U.S. crude inventory is falling and that is helping fuel the recent uptrend in crude prices. Most of the talk surrounds the Organization of the Petroleum Exporting Countries (OPEC) and other crude producer/exporter nations’ decision to extend production cuts beyond June.
At present, it is likely the current 1.8 million barrels per day (bpd) in production controls implemented by 24 producer nations in January will be extended nine more months through March 2018. There is now some talk that the amount of production cuts could be increased as well.
Frankly, we think that is mostly talk. Many producers aren’t meeting their commitments at the 1.8-million-bpd cut level. Were it not for Saudi Arabia cutting more than it pledged, the compliance among OPEC members wouldn’t be very good. Many of the countries aren’t even meeting 50 percent of their pledged cuts.
Unfortunately for OPEC, its efforts have simply opened the door for more U.S. production.

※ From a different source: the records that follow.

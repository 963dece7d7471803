//! Subgroup marker allocation over a fixed visual palette.

use contracts::TokenRecord;

use crate::store::TabletopStore;

/// Palette shared by every group's subdivision; its length is the base for
/// marker encoding of large subgroup indices.
pub const DEFAULT_MARKER_PALETTE: [&str; 7] =
    ["blue", "brown", "green", "red", "yellow", "purple", "pink"];

/// Maps subgroup indices to marker sets. Scoped to one splitting pass so the
/// digit counters never leak between calls.
#[derive(Debug, Clone, Copy)]
pub struct MarkerAllocator<'a> {
    palette: &'a [&'a str],
}

impl<'a> MarkerAllocator<'a> {
    pub fn new(palette: &'a [&'a str]) -> Self {
        Self { palette }
    }

    /// Mark `token_id` as belonging to subgroup `index`.
    ///
    /// Indices below the palette size map bijectively to a single marker.
    /// Larger indices are expanded in base `P` (P = palette size), setting the
    /// marker for each digit; a repeated digit additionally sets the markers at
    /// `(count + 1) % P` and `(count + 2) % P` to reduce visual collisions.
    /// The expansion is an approximate disambiguation, not a bijection.
    pub fn assign(&self, store: &mut dyn TabletopStore, token_id: &str, index: usize) {
        let p = self.palette.len();
        if p == 0 {
            return;
        }
        if index < p {
            store.set_marker(token_id, self.palette[index], true);
            return;
        }

        let mut counts = vec![0_usize; p];
        let mut n = index;
        while n > 0 {
            let digit = n % p;
            counts[digit] += 1;
            store.set_marker(token_id, self.palette[digit], true);
            n /= p;
        }

        // A digit seen more than once collapsed two positions onto one marker.
        if let Some(count) = counts.into_iter().find(|count| *count > 1) {
            store.set_marker(token_id, self.palette[(count + 1) % p], true);
            store.set_marker(token_id, self.palette[(count + 2) % p], true);
        }
    }

    /// Clear every palette marker on every given token. A full reset, not the
    /// inverse of any particular allocation.
    pub fn clear_all(&self, store: &mut dyn TabletopStore, tokens: &[TokenRecord]) {
        for token in tokens {
            for marker in self.palette {
                store.set_marker(&token.token_id, marker, false);
            }
        }
    }
}

#[cfg(test)]
mod tests {
    use std::collections::BTreeSet;

    use super::*;
    use crate::store::InMemoryStore;

    fn token(id: &str) -> TokenRecord {
        TokenRecord {
            token_id: id.to_string(),
            name: "goblin".to_string(),
            represents: None,
            page_id: "page_1".to_string(),
        }
    }

    #[test]
    fn direct_palette_indices_map_to_single_distinct_markers() {
        let allocator = MarkerAllocator::new(&DEFAULT_MARKER_PALETTE);
        let mut store = InMemoryStore::new(1);
        let mut seen = BTreeSet::new();
        for index in 0..DEFAULT_MARKER_PALETTE.len() {
            let id = format!("tok_{index}");
            allocator.assign(&mut store, &id, index);
            let set = store.marker_set(&id);
            assert_eq!(set.len(), 1, "index {index} should set exactly one marker");
            assert!(seen.insert(set), "index {index} collided with a lower index");
        }
    }

    #[test]
    fn large_indices_never_panic_and_set_at_least_one_marker() {
        let allocator = MarkerAllocator::new(&DEFAULT_MARKER_PALETTE);
        let mut store = InMemoryStore::new(1);
        for index in [7, 8, 48, 49, 50, 343, 9999] {
            let id = format!("tok_{index}");
            allocator.assign(&mut store, &id, index);
            assert!(!store.marker_set(&id).is_empty());
        }
    }

    #[test]
    fn repeated_digit_triggers_collision_fallback() {
        // index 8 in base 7 is digits [1, 1]: counter for position 1 reaches 2,
        // so markers at (2+1)%7 and (2+2)%7 are added as well.
        let allocator = MarkerAllocator::new(&DEFAULT_MARKER_PALETTE);
        let mut store = InMemoryStore::new(1);
        allocator.assign(&mut store, "tok_8", 8);
        let set = store.marker_set("tok_8");
        assert!(set.contains("brown")); // digit 1
        assert!(set.contains("red")); // fallback (2+1)%7 = 3
        assert!(set.contains("yellow")); // fallback (2+2)%7 = 4
    }

    #[test]
    fn clear_all_resets_every_palette_marker() {
        let allocator = MarkerAllocator::new(&DEFAULT_MARKER_PALETTE);
        let mut store = InMemoryStore::new(1);
        allocator.assign(&mut store, "tok_a", 3);
        allocator.assign(&mut store, "tok_b", 12);
        allocator.clear_all(&mut store, &[token("tok_a"), token("tok_b")]);
        assert!(store.marker_set("tok_a").is_empty());
        assert!(store.marker_set("tok_b").is_empty());
    }

    #[test]
    fn empty_palette_is_a_no_op() {
        let allocator = MarkerAllocator::new(&[]);
        let mut store = InMemoryStore::new(1);
        allocator.assign(&mut store, "tok_a", 5);
        assert!(store.marker_set("tok_a").is_empty());
    }
}
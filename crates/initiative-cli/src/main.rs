use std::env;
use std::net::SocketAddr;
use std::path::PathBuf;

use contracts::{CharacterRecord, PlatformEvent, Settings, TokenRecord};
use initiative_api::serve;
use initiative_core::{
    InMemoryStore, InitiativeEngine, TabletopStore, INITIATIVE_BONUS_ATTRIBUTE,
};

fn print_usage() {
    println!("initiative-cli <command>");
    println!("commands:");
    println!("  serve [addr] [sqlite_path] [seed]");
    println!("    default addr: 127.0.0.1:8080");
    println!("  demo [seed] [goblins]");
    println!("    runs an offline grouped initiative pass and prints the queue");
}

fn parse_socket_addr(value: Option<&String>) -> Result<SocketAddr, String> {
    let raw = value.map(String::as_str).unwrap_or("127.0.0.1:8080");
    raw.parse::<SocketAddr>()
        .map_err(|_| format!("invalid addr: {raw}"))
}

fn parse_seed(value: Option<&String>) -> Result<u64, String> {
    let raw = value.map(String::as_str).unwrap_or("1337");
    raw.parse::<u64>().map_err(|_| format!("invalid seed: {raw}"))
}

fn default_sqlite_path() -> String {
    env::var("INITIATIVE_SQLITE_PATH")
        .ok()
        .filter(|value| !value.trim().is_empty())
        .unwrap_or_else(|| "initiative_campaign.sqlite".to_string())
}

fn parse_sqlite_path(value: Option<&String>) -> PathBuf {
    let raw = value
        .map(String::to_string)
        .filter(|path| !path.trim().is_empty())
        .unwrap_or_else(default_sqlite_path);
    PathBuf::from(raw)
}

fn run_demo(args: &[String]) -> Result<(), String> {
    let seed = parse_seed(args.get(2))?;
    let goblins = args
        .get(3)
        .map(|value| {
            value
                .parse::<usize>()
                .map_err(|_| format!("invalid goblin count: {value}"))
        })
        .transpose()?
        .unwrap_or(5);

    let mut store = InMemoryStore::new(seed);
    store.upsert_character(CharacterRecord {
        character_id: "char_goblin".to_string(),
        name: "Goblin".to_string(),
        controlled_by: Vec::new(),
    });
    store.set_attribute("char_goblin", INITIATIVE_BONUS_ATTRIBUTE, 2);
    store.upsert_character(CharacterRecord {
        character_id: "char_wolf".to_string(),
        name: "Wolf".to_string(),
        controlled_by: Vec::new(),
    });
    store.set_attribute("char_wolf", INITIATIVE_BONUS_ATTRIBUTE, 1);

    for index in 0..goblins {
        store.upsert_token(TokenRecord {
            token_id: format!("tok_goblin_{index}"),
            name: "goblin".to_string(),
            represents: Some("char_goblin".to_string()),
            page_id: "page_1".to_string(),
        });
    }
    store.upsert_token(TokenRecord {
        token_id: "tok_wolf".to_string(),
        name: "wolf".to_string(),
        represents: Some("char_wolf".to_string()),
        page_id: "page_1".to_string(),
    });

    let mut settings = Settings::default();
    settings.enable = true;
    settings.group = true;
    settings.max_per_group = Some(2);

    let mut engine = InitiativeEngine::new();
    engine.handle_event(
        &mut store,
        &mut settings,
        PlatformEvent::TurnOrderVisibility {
            open: true,
            previous_queue: None,
        },
    );

    let queue = store.turn_order().unwrap_or_default();
    println!("turn order ({} entries):", queue.len());
    for entry in &queue {
        println!("  pr={:>3}  {}", entry.pr, entry.id);
    }
    for index in 0..goblins {
        let id = format!("tok_goblin_{index}");
        let markers: Vec<String> = store.marker_set(&id).into_iter().collect();
        if !markers.is_empty() {
            println!("  {} markers: {}", id, markers.join(", "));
        }
    }
    Ok(())
}

#[tokio::main]
async fn main() {
    tracing_subscriber::fmt()
        .with_env_filter(
            tracing_subscriber::EnvFilter::try_from_default_env()
                .unwrap_or_else(|_| tracing_subscriber::EnvFilter::new("info")),
        )
        .init();

    let args: Vec<String> = env::args().collect();
    let command = args.get(1).map(String::as_str);

    match command {
        Some("serve") => {
            let addr = match parse_socket_addr(args.get(2)) {
                Ok(addr) => addr,
                Err(err) => {
                    eprintln!("error: {err}");
                    print_usage();
                    std::process::exit(2);
                }
            };
            let sqlite_path = parse_sqlite_path(args.get(3));
            let seed = match parse_seed(args.get(4)) {
                Ok(seed) => seed,
                Err(err) => {
                    eprintln!("error: {err}");
                    print_usage();
                    std::process::exit(2);
                }
            };
            println!("serving initiative api on http://{addr}");
            if let Err(err) = serve(addr, sqlite_path, seed).await {
                eprintln!("server error: {err}");
                std::process::exit(1);
            }
        }
        Some("demo") => {
            if let Err(err) = run_demo(&args) {
                eprintln!("error: {err}");
                print_usage();
                std::process::exit(2);
            }
        }
        _ => {
            print_usage();
        }
    }
}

U.S. crude production is nearing its five-year highs after falling following the November 2014 decision by OPEC to no longer try and control prices by manipulating production. OPEC’s efforts to once again support prices with production controls are only fueling a resurgence in U.S. production. U.S. production is up 877,000 bpd since hitting its low last year.
So, why is U.S. crude inventory falling? Typically, there is a decline in U.S. crude inventory beginning in May extending to October as refineries ramp up throughput to meet summer gasoline demand. However, this year, the drawdown in inventory started earlier than normal, which seems odd given the rapid rise in production.
The reason for the earlier drawdown in inventory is that OPEC’s cutbacks are opening up more export opportunity for U.S. producers.
This year, U.S. crude exports are running at 749,000 bpd. That is up from 402,000 bpd from the same time frame last year. Overall, U.S. crude exports averaged 481,000 bpd in 2016. This year’s pace is showing that could nearly double. Just over the last few years, U.S. producers have been given the green light to export more crude. In 2012, U.S. crude exports averaged only 40,000 bpd.
As we looked at crude price projections for this year, there was some hope that increasing U.S. production might keep West Texas Intermediate (WTI) crude lower relative to Brent and other benchmarks. That is true to some degree, with WTI trading at just over $3 per barrel lower than Brent. However, if U.S. crude exports remain strong, the spread between the two benchmarks should remain relatively close.
It will be interesting to watch the impact on the propane export market. In general, trading WTI crude at a discount to Brent could encourage more U.S. exports of petroleum products, including propane. It is possible that increased U.S. crude exports could keep the spread tighter and slow propane exports some. However, the result could still be a wash for propane prices. If the crude exports support U.S. crude prices, those higher crude prices would likely result in higher propane prices as well.
As propane retailers, it’s a fair question to ask why all this new U.S. crude production is not driving down the price of WTI crude, and, as a result, U.S. propane prices. Part of the answer is the increase in U.S. crude exports.